O prefeito de Imperatriz, Rildo Amaral (PP), criticou a decisão do Partido Verde (PV) de não lançar candidatos a deputado estadual nas eleições de outubro, medida que inviabilizou a candidatura de seu irmão, Flamarion Amaral, à Assembleia Legislativa do Maranhão. Durante a convenção do PSD, Rildo classificou a condução do caso como “antidemocrática” e afirmou que os procedimentos internos da legenda foram atropelados.
“A democracia foi atropelada da forma que foi. Em conversa, [o presidente estadual] disse que tinha recebido ordens, e um presidente de partido não pode receber ordem: tem que dar a ordem. Um líder tem que ter força e coragem. Quando não se toma postura, mostra fragilidade”, declarou.
Segundo Rildo, Flamarion recorrerá à direção nacional para tentar reverter a decisão. O prefeito afirmou confiar em uma solução que permita ao irmão disputar o cargo, “com tranquilidade, sem revanchismo e em busca da vitória nas urnas”.
O PV decidiu, durante convenção estadual realizada no sábado (1º), concentrar seus esforços nas candidaturas a deputado federal e não formar chapa para a Assembleia Legislativa. Flamarion declarou que foi surpreendido pela medida e encaminhou o caso às instâncias nacionais da Federação Brasil da Esperança, formada por PT, PCdoB e PV.
Rildo também confirmou a articulação para que sua esposa, Perla Amaral, seja candidata a primeira suplente na chapa de André Fufuca (PP) ao Senado. Segundo ele, o convite partiu do próprio parlamentar, que já manifestou publicamente o interesse na composição.

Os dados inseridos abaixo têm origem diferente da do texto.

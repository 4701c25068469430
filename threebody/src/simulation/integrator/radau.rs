//! Gauss-Radau constants for the 15th-order-in-position (7-node) scheme.
//!
//! `H` holds the node spacings within one step (H[0] = 0 is the step start).
//! `R` feeds the divided-difference recurrence producing `g` from the node
//! accelerations, `C` converts changes in `g` into changes in `b`, and `D`
//! rebuilds `g` from `b` at the start of a step.
//!
//! `R` is stored triangularly: order `n` (1..=7) uses `R[n(n-1)/2 ..][..n]`.
//! `C` likewise: order `n` (2..=7) uses `C[(n-1)(n-2)/2 ..][..n-1]`.

#![allow(clippy::excessive_precision)]

pub(crate) const H: [f64; 8] = [
    0.0,
    0.0562625605369221464656521910,
    0.1802406917368923649875799428,
    0.3526247171131696373739077702,
    0.5471536263305553830014485577,
    0.7342101772154105410531523211,
    0.8853209468390957680903597629,
    0.9775206135612875018911745004,
];

pub(crate) const R: [f64; 28] = [
    0.0562625605369221464656522,
    0.1802406917368923649875799,
    0.1239781311999702185219278,
    0.3526247171131696373739078,
    0.2963621565762474909082556,
    0.1723840253762772723863278,
    0.5471536263305553830014486,
    0.4908910657936332365357964,
    0.3669129345936630180138686,
    0.1945289092173857456275408,
    0.7342101772154105410531523,
    0.6779476166784883945875001,
    0.5539694854785181760655724,
    0.3815854601022409036792446,
    0.1870565508848551580517038,
    0.8853209468390957680903598,
    0.8290583863021736216247076,
    0.7050802551022034031027798,
    0.5326962297259261307164520,
    0.3381673205085403850889112,
    0.1511107696236852270372074,
    0.9775206135612875018911745,
    0.9212580530243653554255223,
    0.7972799218243951369035946,
    0.6248958964481178645172667,
    0.4303669872307321188897259,
    0.2433104363458769608380222,
    0.0921996667221917338008147,
];

pub(crate) const C: [f64; 21] = [
    -0.0562625605369221464656522,
    0.0101408028300636299864818,
    -0.2365032522738145114532321,
    -0.0035758977292516175949345,
    0.0935376952594620658957485,
    -0.5891279693869841488271399,
    0.0019565654099472210769006,
    -0.0547553868890686864408084,
    0.4158812000823068616886219,
    -1.1362815957175395318285885,
    -0.0014365302363708915610919,
    0.0421585277212687082291130,
    -0.3600995965020568162530901,
    1.2501507118406910366792415,
    -1.8704917729329500728817408,
    0.0012717903090268677658020,
    -0.0387603579159067708505249,
    0.3609622434528459872559689,
    -1.4668842084004269779203515,
    2.9061362593084293206895457,
    -2.7558127197720458409721005,
];

pub(crate) const D: [f64; 21] = [
    0.0562625605369221464656522,
    0.0031654757181708292499905,
    0.2365032522738145114532321,
    0.0001780977692217433881125,
    0.0457929855060279188954539,
    0.5891279693869841488271399,
    0.0000100202365223291272096,
    0.0084318571535257015445000,
    0.2535340690545692665214616,
    1.1362815957175395318285885,
    0.0000005637641639318207610,
    0.0015297840025004658189490,
    0.0978342365324440053653648,
    0.8752546646840910912297246,
    1.8704917729329500728817408,
    0.0000000317188154017613665,
    0.0002762930909826476593130,
    0.0360285539837364596003871,
    0.5767330002770787313544596,
    2.2485887607691598182153473,
    2.7558127197720458409721005,
];

/// Offset of order `n` (1..=7) in `R`
pub(crate) const fn r_offset(n: usize) -> usize {
    n * (n - 1) / 2
}

/// Offset of order `n` (2..=7) in `C`
pub(crate) const fn c_offset(n: usize) -> usize {
    (n - 1) * (n - 2) / 2
}
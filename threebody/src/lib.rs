pub mod simulation;
pub mod configuration;
pub mod error;

pub use simulation::states::{Body, System, NVec3};
pub use simulation::diagnostics::{plot_bodies, shape_and_size, Shape};
pub use simulation::integrator::{build_integrator, Ias15, Integrator, Leapfrog, StepOutcome};
pub use simulation::params::{IntegratorParams, RunParameters};
pub use simulation::presets::Preset;
pub use simulation::scenario::Scenario;
pub use simulation::driver::{FrameReport, Simulation};

pub use configuration::config::{IntegratorConfig, EngineConfig, ParametersConfig, BodyConfig, ScenarioConfig};

pub use error::{ConfigError, Result};
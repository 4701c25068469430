//! High-level runtime engine settings
//!
//! Selects the integrator and carries its control parameters into
//! [`Simulation`](crate::Simulation).

use crate::configuration::config::IntegratorConfig;
use crate::simulation::params::IntegratorParams;

#[derive(Debug, Clone, Default)]
pub struct Engine {
    pub integrator: IntegratorConfig, // ias15 or leapfrog
    pub params: IntegratorParams, // tolerance, safety factor, step bounds
}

Ao defender a indicação, o prefeito destacou que Perla é advogada, biomédica e professora de inglês, além de possuir atuação social e representatividade em Imperatriz e na Região Tocantina.
Rildo acrescentou que, independentemente da confirmação da suplência, seu grupo permanecerá na campanha de Fufuca. O prefeito definiu o candidato como um nome capaz de ampliar a representação política e somar esforços em favor do Maranhão.